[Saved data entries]
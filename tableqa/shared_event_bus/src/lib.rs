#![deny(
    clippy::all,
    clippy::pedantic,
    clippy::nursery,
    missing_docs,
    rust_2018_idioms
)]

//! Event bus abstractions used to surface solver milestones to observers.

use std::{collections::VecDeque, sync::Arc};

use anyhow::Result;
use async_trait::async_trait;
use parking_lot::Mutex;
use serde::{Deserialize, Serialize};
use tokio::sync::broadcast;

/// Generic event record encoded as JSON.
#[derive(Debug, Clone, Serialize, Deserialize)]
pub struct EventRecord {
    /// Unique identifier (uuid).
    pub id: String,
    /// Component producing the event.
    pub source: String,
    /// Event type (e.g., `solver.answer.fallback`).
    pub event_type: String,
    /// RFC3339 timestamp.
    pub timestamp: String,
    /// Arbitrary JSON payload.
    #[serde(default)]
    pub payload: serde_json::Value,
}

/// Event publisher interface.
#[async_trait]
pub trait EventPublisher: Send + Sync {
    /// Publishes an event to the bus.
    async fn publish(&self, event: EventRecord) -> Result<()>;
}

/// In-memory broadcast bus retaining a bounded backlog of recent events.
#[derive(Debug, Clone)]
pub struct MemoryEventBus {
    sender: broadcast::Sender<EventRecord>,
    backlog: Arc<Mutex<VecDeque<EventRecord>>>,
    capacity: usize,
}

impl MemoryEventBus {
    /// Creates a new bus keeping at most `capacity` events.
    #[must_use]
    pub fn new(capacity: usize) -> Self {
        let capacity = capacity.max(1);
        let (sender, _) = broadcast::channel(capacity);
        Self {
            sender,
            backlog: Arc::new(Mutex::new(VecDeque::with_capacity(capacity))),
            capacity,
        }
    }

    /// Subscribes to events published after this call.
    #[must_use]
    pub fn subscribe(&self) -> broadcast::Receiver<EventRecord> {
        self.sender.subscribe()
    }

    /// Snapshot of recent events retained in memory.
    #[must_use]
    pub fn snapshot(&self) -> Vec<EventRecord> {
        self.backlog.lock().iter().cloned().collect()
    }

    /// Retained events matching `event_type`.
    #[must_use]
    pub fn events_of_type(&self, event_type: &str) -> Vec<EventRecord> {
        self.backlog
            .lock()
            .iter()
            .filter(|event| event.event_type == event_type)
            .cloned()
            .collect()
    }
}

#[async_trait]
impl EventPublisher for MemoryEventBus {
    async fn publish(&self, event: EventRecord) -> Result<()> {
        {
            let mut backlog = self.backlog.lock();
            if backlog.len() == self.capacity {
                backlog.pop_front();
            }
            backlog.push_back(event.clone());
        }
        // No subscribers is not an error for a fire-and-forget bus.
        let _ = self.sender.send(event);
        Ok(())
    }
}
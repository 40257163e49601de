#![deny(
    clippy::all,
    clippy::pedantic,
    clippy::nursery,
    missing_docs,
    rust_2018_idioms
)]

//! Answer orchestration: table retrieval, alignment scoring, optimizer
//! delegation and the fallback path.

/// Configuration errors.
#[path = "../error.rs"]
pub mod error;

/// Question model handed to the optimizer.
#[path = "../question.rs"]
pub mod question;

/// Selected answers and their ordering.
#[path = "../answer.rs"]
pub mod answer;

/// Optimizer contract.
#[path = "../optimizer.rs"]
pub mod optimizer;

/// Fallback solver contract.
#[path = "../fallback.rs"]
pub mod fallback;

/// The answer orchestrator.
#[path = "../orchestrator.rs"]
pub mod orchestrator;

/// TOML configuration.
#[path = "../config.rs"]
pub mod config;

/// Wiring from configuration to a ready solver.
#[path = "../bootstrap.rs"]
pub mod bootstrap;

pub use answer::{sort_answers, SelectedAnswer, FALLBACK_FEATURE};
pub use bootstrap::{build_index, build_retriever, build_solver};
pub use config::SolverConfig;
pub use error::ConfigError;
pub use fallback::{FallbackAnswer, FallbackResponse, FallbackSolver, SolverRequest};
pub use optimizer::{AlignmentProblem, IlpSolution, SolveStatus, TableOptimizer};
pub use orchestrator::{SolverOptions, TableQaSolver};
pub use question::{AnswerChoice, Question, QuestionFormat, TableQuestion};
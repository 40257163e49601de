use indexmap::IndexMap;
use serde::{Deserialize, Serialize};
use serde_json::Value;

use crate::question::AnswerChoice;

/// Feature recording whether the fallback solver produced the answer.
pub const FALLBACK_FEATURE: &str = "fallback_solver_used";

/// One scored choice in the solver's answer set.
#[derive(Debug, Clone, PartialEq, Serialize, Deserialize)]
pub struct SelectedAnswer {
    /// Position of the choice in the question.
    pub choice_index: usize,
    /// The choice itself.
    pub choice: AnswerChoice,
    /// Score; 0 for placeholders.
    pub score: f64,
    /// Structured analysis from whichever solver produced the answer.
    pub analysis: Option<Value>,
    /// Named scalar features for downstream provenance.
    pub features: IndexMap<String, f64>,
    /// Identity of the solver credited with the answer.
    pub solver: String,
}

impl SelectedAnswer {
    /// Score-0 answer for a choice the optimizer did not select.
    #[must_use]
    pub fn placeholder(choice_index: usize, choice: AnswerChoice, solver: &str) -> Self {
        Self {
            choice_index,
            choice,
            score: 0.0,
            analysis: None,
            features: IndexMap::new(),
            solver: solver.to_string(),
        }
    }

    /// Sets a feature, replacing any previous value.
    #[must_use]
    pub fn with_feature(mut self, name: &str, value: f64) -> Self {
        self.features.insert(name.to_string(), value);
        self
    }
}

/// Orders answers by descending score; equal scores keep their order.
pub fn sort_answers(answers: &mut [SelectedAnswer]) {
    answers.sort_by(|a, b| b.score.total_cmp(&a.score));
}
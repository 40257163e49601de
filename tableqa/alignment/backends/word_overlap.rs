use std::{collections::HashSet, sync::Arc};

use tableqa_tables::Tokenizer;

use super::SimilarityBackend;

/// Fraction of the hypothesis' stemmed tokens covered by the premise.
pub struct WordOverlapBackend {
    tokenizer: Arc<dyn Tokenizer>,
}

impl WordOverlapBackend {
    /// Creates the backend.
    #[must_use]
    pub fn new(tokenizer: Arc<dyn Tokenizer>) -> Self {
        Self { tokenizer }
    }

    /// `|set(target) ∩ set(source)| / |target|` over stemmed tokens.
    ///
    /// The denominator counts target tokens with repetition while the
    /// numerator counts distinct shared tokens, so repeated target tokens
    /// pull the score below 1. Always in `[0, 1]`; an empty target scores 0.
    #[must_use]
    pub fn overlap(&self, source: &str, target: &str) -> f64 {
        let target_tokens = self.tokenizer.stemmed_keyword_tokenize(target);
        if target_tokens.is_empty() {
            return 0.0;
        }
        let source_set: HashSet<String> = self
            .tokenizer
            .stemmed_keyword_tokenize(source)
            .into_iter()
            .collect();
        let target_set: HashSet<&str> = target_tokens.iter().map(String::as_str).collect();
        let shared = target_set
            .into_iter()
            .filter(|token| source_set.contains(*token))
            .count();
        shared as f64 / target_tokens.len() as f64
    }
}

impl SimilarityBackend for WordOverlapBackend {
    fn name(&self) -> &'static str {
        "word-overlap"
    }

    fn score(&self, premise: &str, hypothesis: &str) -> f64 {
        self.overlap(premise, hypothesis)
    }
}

Problem to solve:
Among the records above, how many lines contain the word "EventPublisher"? Answer with the number by itself.

Answer space:
2